Prepares information and reports needed to address matters regarding complaints, appeals, and grievances. Carries out policies, procedures, and programs to ensure compliance with federal and/or state regulations.
What you will do
- Conducts team reviews, interpretations, and appeals filed by patients, escalating more complex issues and concerns to management for review and follow-up.
- Ensures adherence to regulatory requirements, conducts internal audits, and addresses any identified compliance issues with the Complaint and Appeals policies and procedures.
- Facilitates in-depth reviews of decisions and case files to determine if there are errors or anomalies in the application of law or evidence.

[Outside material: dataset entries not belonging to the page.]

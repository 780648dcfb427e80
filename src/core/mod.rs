// src/core/mod.rs

pub mod html;
pub mod sanitize;

pub use html::{Document, Fragment};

- Oversees the drafting and progression of appeal decision letters, conducting detailed follow-up for timely and thorough follow-up and resolution.

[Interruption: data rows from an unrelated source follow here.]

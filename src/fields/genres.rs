// src/fields/genres.rs
use crate::config::consts::LINK_CLOSE;
use crate::core::sanitize::{normalize_entities, normalize_ws};

use super::push_item;

/// `<span><a ..>Drone Metal</a>, <a ..>Post-Rock</a></span>` → `"Drone Metal:Post-Rock:"`.
///
/// Every `>`-delimited token that ends in a link close contributes one item,
/// in source order, duplicates included. Text inside tags nested in the link
/// joins the label.
pub fn parse(fragment: Option<&str>) -> String {
    let mut out = s!();
    let Some(markup) = fragment else { return out };

    let mut label = s!();
    let mut in_link = false;
    for token in markup.split('>') {
        if let Some(text) = token.strip_suffix(LINK_CLOSE) {
            label.push_str(text);
            push_item(&mut out, &normalize_ws(&normalize_entities(&label)));
            label.clear();
            in_link = false;
            continue;
        }
        let (text, tag) = token.split_once('<').unwrap_or((token, ""));
        if in_link {
            label.push_str(text);
        }
        if opens_link(tag) {
            label.clear();
            in_link = true;
        }
    }
    out
}

fn opens_link(tag: &str) -> bool {
    tag.strip_prefix('a')
        .is_some_and(|rest| rest.is_empty() || rest.starts_with(char::is_whitespace))
}
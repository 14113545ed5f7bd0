//! Client configuration.

pub const DEFAULT_API_URL: &str = "http://localhost:8085";

/// Read at runtime on native targets and baked in at compile time for the
/// browser build.
pub const API_URL_ENV: &str = "CHAINBOARD_API_URL";

#[derive(Debug, Clone, PartialEq, Eq)]
pub struct ClientConfig {
    /// Backend base URL, without a trailing slash.
    pub api_url: String,
}

impl Default for ClientConfig {
    fn default() -> Self {
        Self::new(DEFAULT_API_URL)
    }
}

impl ClientConfig {
    pub fn new(api_url: impl Into<String>) -> Self {
        let api_url: String = api_url.into();
        Self {
            api_url: api_url.trim_end_matches('/').to_string(),
        }
    }

    pub fn from_env() -> Self {
        Self::resolve(
            std::env::var(API_URL_ENV).ok(),
            option_env!("CHAINBOARD_API_URL"),
        )
    }

    /// The runtime value, then the compile-time one, then the default. Blank
    /// values count as unset.
    fn resolve(runtime: Option<String>, compiled: Option<&str>) -> Self {
        let api_url = runtime
            .filter(|url| !url.trim().is_empty())
            .or_else(|| {
                compiled
                    .filter(|url| !url.trim().is_empty())
                    .map(str::to_string)
            })
            .unwrap_or_else(|| DEFAULT_API_URL.to_string());

        Self::new(api_url.trim())
    }
}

- Monitors key performance indicators (KPIs) and metrics to evaluate the effectiveness and efficiency of the appeals and grievances process.
- Ensures all front-line associates promptly and accurately respond to all patient billing questions and concerns.

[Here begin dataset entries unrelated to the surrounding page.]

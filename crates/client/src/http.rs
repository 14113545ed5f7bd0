//! `reqwest`-backed implementation of [`SupplyChainApi`].

use reqwest::{Method, RequestBuilder, Response};
use serde::de::DeserializeOwned;
use uuid::Uuid;

use chainboard_auth::{Credentials, Registration, Session};
use chainboard_core::{ItemId, OrderId};
use chainboard_inventory::{InventoryItem, ItemPayload};
use chainboard_orders::{DashboardInsights, NewOrder, Order, OrderStatus, OrderUpdate};

use crate::api::SupplyChainApi;
use crate::config::ClientConfig;
use crate::error::ApiError;

pub const REQUEST_ID_HEADER: &str = "x-request-id";

/// HTTP client for the supply-chain backend.
///
/// Cheap to clone; clones share the underlying connection pool.
#[derive(Debug, Clone)]
pub struct ApiClient {
    api_url: String,
    token: Option<String>,
    http: reqwest::Client,
}

impl ApiClient {
    pub fn new(config: &ClientConfig) -> Self {
        Self {
            api_url: config.api_url.clone(),
            token: None,
            http: reqwest::Client::new(),
        }
    }

    pub fn with_token(config: &ClientConfig, token: impl Into<String>) -> Self {
        Self {
            token: Some(token.into()),
            ..Self::new(config)
        }
    }

    /// Client authenticated with the session's bearer token, if it has one.
    pub fn for_session(config: &ClientConfig, session: Option<&Session>) -> Self {
        match session.and_then(Session::token) {
            Some(token) => Self::with_token(config, token),
            None => Self::new(config),
        }
    }

    pub fn api_url(&self) -> &str {
        &self.api_url
    }

    fn request(&self, method: Method, path: &str) -> RequestBuilder {
        let request_id = Uuid::now_v7();
        tracing::debug!(%method, path, %request_id, "sending request");

        let mut req = self
            .http
            .request(method, format!("{}{}", self.api_url, path))
            .header(REQUEST_ID_HEADER, request_id.to_string());

        if let Some(token) = &self.token {
            req = req.bearer_auth(token);
        }
        req
    }

    /// Send and require a success status.
    async fn send(&self, req: RequestBuilder, op: &'static str) -> Result<Response, ApiError> {
        let resp = req.send().await.map_err(|e| {
            tracing::warn!(op, error = %e, "request failed");
            ApiError::Network(e.to_string())
        })?;

        if resp.status().is_success() {
            return Ok(resp);
        }

        let status = resp.status().as_u16();
        let message = error_message(resp).await;
        tracing::warn!(op, status, message = message.as_deref(), "backend rejected request");
        Err(ApiError::Status { status, message })
    }

    async fn json<T: DeserializeOwned>(resp: Response) -> Result<T, ApiError> {
        resp.json::<T>().await.map_err(|e| ApiError::Parse(e.to_string()))
    }
}

/// Message for a failed response: the JSON `message` field when there is
/// one, else the raw text body.
async fn error_message(resp: Response) -> Option<String> {
    let is_json = resp
        .headers()
        .get(reqwest::header::CONTENT_TYPE)
        .and_then(|v| v.to_str().ok())
        .is_some_and(|ct| ct.contains("application/json"));

    let body = resp.text().await.ok()?;

    let from_json = is_json
        .then(|| serde_json::from_str::<serde_json::Value>(&body).ok())
        .flatten()
        .and_then(|v| v.get("message")?.as_str().map(str::to_string));
    let message = from_json.unwrap_or(body);

    let message = message.trim();
    (!message.is_empty()).then(|| message.to_string())
}

impl SupplyChainApi for ApiClient {
    async fn login(&self, credentials: &Credentials) -> Result<Session, ApiError> {
        let req = self.request(Method::POST, "/auth/login").json(credentials);
        let resp = self.send(req, "login").await?;
        let session: Session = Self::json(resp).await?;
        tracing::info!(role = ?session.role(), "login accepted");
        Ok(session)
    }

    async fn register(&self, registration: &Registration) -> Result<(), ApiError> {
        let req = self.request(Method::POST, "/auth/register").json(registration);
        self.send(req, "register").await?;
        Ok(())
    }

    async fn list_orders(&self) -> Result<Vec<Order>, ApiError> {
        let resp = self.send(self.request(Method::GET, "/orders/list"), "list_orders").await?;
        Self::json(resp).await
    }

    async fn place_order(&self, order: &NewOrder) -> Result<Order, ApiError> {
        let req = self.request(Method::POST, "/orders/place").json(order);
        let resp = self.send(req, "place_order").await?;
        Self::json(resp).await
    }

    async fn update_order(&self, id: OrderId, update: &OrderUpdate) -> Result<Order, ApiError> {
        let req = self
            .request(Method::PUT, &format!("/orders/update/{id}"))
            .json(update);
        let resp = self.send(req, "update_order").await?;
        Self::json(resp).await
    }

    async fn update_order_status(&self, id: OrderId, status: OrderStatus) -> Result<(), ApiError> {
        let req = self
            .request(Method::PUT, &format!("/orders/update-status/{id}"))
            .query(&[("status", status.as_str())]);
        self.send(req, "update_order_status").await?;
        Ok(())
    }

    async fn list_inventory(&self) -> Result<Vec<InventoryItem>, ApiError> {
        let resp = self
            .send(self.request(Method::GET, "/inventory/item"), "list_inventory")
            .await?;
        Self::json(resp).await
    }

    async fn add_item(&self, item: &ItemPayload) -> Result<(), ApiError> {
        let req = self.request(Method::POST, "/inventory/add").json(item);
        self.send(req, "add_item").await?;
        Ok(())
    }

    async fn update_item(&self, id: ItemId, item: &ItemPayload) -> Result<(), ApiError> {
        let req = self
            .request(Method::PUT, &format!("/inventory/update/{id}"))
            .json(item);
        self.send(req, "update_item").await?;
        Ok(())
    }

    async fn delete_item(&self, id: ItemId) -> Result<(), ApiError> {
        let req = self.request(Method::DELETE, &format!("/inventory/delete/{id}"));
        self.send(req, "delete_item").await?;
        Ok(())
    }

    async fn insights(&self) -> Result<DashboardInsights, ApiError> {
        let resp = self
            .send(self.request(Method::GET, "/dashboard/insights"), "insights")
            .await?;
        Self::json(resp).await
    }
}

- Facilitates and provides educational materials, training programs, and presentations to enhance understanding of the appeals and grievances process.
- Coaches and mentors other colleagues in techniques, processes, and responsibilities for effectively handling member complaints and appeals.
- Trains junior-level staff to promote the development of departmental capabilities.
For this role you will need Minimum Requirements
- 5+ years work experience
- Adept at problem solving and decision making skills
Education
- High school diploma or equivalent required.